Thursday, May 31, 2012

The HHH system of measurement

The hathmic system, also known as the hathom-hecand-hemoth system, is a hexadecimal anthropocentric system of measurement, created as an exercise in recreational arithmetic, as an intellectual folly, and possibly for purposes of fiction. The names aren't serious, mostly just bad puns on various historical units (fathom, plethron, li, league, fist, watch, behemoth, and quadrans).

Anthropocentric units are often more useful to humans than geocentric ones, but they should be based on some consistent scale rather than using different ratios between units. The metric system is inconvenient in anthropocentric terms, but is very convenient in being based consistently on a decimal system. But the decimal system is kind of boring, so this system based upon hexadecimal comes from a made-up culture that reveres squares. Different systems of measurement are good at measuring different things; this system is focused on representing human-scale walking travel times. For example, in one haach (of time), a person can walk about one hleeg (of distance).

The base unit is the hathom, which by astonishing coincidence is precisely 1.8 meters. This is six feet in metric (25-mm) inches, or about 5 feet 10 inches, roughly the average height of a human male. Sixteen hathoms are a lethron, which is 28.8 meters or about 94.5 feet. Sixteen lethrons are a hli, which is 460.8 meters or about 0.29 miles. Sixteen hlis are a hleeg, which is 7.372 kilometers, or about 4.58 miles.

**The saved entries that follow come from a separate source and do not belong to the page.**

//! Channel transport implementations for the driver.
//!
//! `ConsoleTransport` logs sends for local runs and demos; the step still
//! records a receipt so delivery webhooks can be simulated against it.
//! `HttpRelayTransport` posts the dispatch to a provider-relay endpoint,
//! which owns the actual email/SMS/chat provider integrations.

use std::time::Duration;

use async_trait::async_trait;
use outreach_engine::{Channel, ChannelTransport, SendReceipt, SendRequest, TransportError};
use tracing::info;
use uuid::Uuid;

/// Transport that logs the send and fabricates a local receipt.
pub struct ConsoleTransport {
    channel: Channel,
}

impl ConsoleTransport {
    pub fn new(channel: Channel) -> Self {
        Self { channel }
    }
}

#[async_trait]
impl ChannelTransport for ConsoleTransport {
    fn channel(&self) -> Channel {
        self.channel
    }

    async fn send(&self, request: &SendRequest) -> Result<SendReceipt, TransportError> {
        let message_id = format!("local-{}", Uuid::new_v4());
        info!(
            channel = %self.channel,
            to = %request.to,
            subject = request.subject.as_deref().unwrap_or("-"),
            words = request.body.split_whitespace().count(),
            message_id = %message_id,
            "Console send"
        );
        Ok(SendReceipt { message_id })
    }
}

/// Transport that forwards the dispatch to an HTTP relay.
pub struct HttpRelayTransport {
    channel: Channel,
    relay_url: String,
    client: reqwest::Client,
}

impl HttpRelayTransport {
    pub fn new(channel: Channel, relay_url: &str) -> Result<Self, TransportError> {
        let client = reqwest::Client::builder()
            .timeout(Duration::from_secs(30))
            .build()
            .map_err(|e| TransportError::Provider(e.to_string()))?;
        Ok(Self {
            channel,
            relay_url: relay_url.trim_end_matches('/').to_string(),
            client,
        })
    }
}

#[async_trait]
impl ChannelTransport for HttpRelayTransport {
    fn channel(&self) -> Channel {
        self.channel
    }

    async fn send(&self, request: &SendRequest) -> Result<SendReceipt, TransportError> {
        let body = serde_json::json!({
            "channel": self.channel.to_string(),
            "to": request.to,
            "subject": request.subject,
            "body": request.body,
            "metadata": request.metadata,
        });

        let url = format!("{}/send/{}", self.relay_url, self.channel);
        let response = self
            .client
            .post(&url)
            .json(&body)
            .send()
            .await
            .map_err(|e| TransportError::Provider(e.to_string()))?;

        if !response.status().is_success() {
            let status = response.status();
            let text = response.text().await.unwrap_or_default();
            return Err(TransportError::Provider(format!(
                "relay returned {status}: {text}"
            )));
        }

        let json: serde_json::Value = response
            .json()
            .await
            .map_err(|e| TransportError::Provider(e.to_string()))?;
        let message_id = json["message_id"]
            .as_str()
            .map(str::to_string)
            .unwrap_or_else(|| format!("relay-{}", Uuid::new_v4()));
        Ok(SendReceipt { message_id })
    }
}

#[cfg(test)]
mod tests {
    use super::*;

    #[tokio::test]
    async fn test_console_transport_returns_unique_receipts() {
        let transport = ConsoleTransport::new(Channel::Email);
        let request = SendRequest {
            to: "anna@fjordclean.no".to_string(),
            subject: Some("Quick note".to_string()),
            body: "Hello".to_string(),
            metadata: Default::default(),
        };

        let a = transport.send(&request).await.unwrap();
        let b = transport.send(&request).await.unwrap();
        assert_ne!(a.message_id, b.message_id);
        assert!(a.message_id.starts_with("local-"));
    }

    #[tokio::test]
    async fn test_relay_transport_maps_connection_failure() {
        let transport = HttpRelayTransport::new(Channel::Sms, "http://127.0.0.1:1").unwrap();
        let request = SendRequest {
            to: "+4740000000".to_string(),
            subject: None,
            body: "Hello".to_string(),
            metadata: Default::default(),
        };
        let err = transport.send(&request).await.unwrap_err();
        assert!(matches!(err, TransportError::Provider(_)));
    }
}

Going smaller, one-sixteenth of a hathom is a lister, which is 112.5 millimeters or about 4.43 inches. A lister is further divided into sixteen units, each of which is each to about 7 millimeters or 0.28 inches.

The most practical unit of time is the day, one-sixteenth of which is a haach. This is an hour and a half long. The base unit of time, however, is the hecand, which is about 1.3 seconds. There are 65,536 hecands in a day.

There has to be a base unit of mass, to fill out the system; I'm just ripping off SI on this. The base unit of mass is the hemoth, equivalent to 5,832 kilograms. More commonly, people would use a huad, which weighs about 89 grams. Sixteen huads weigh about 1.42 kilograms.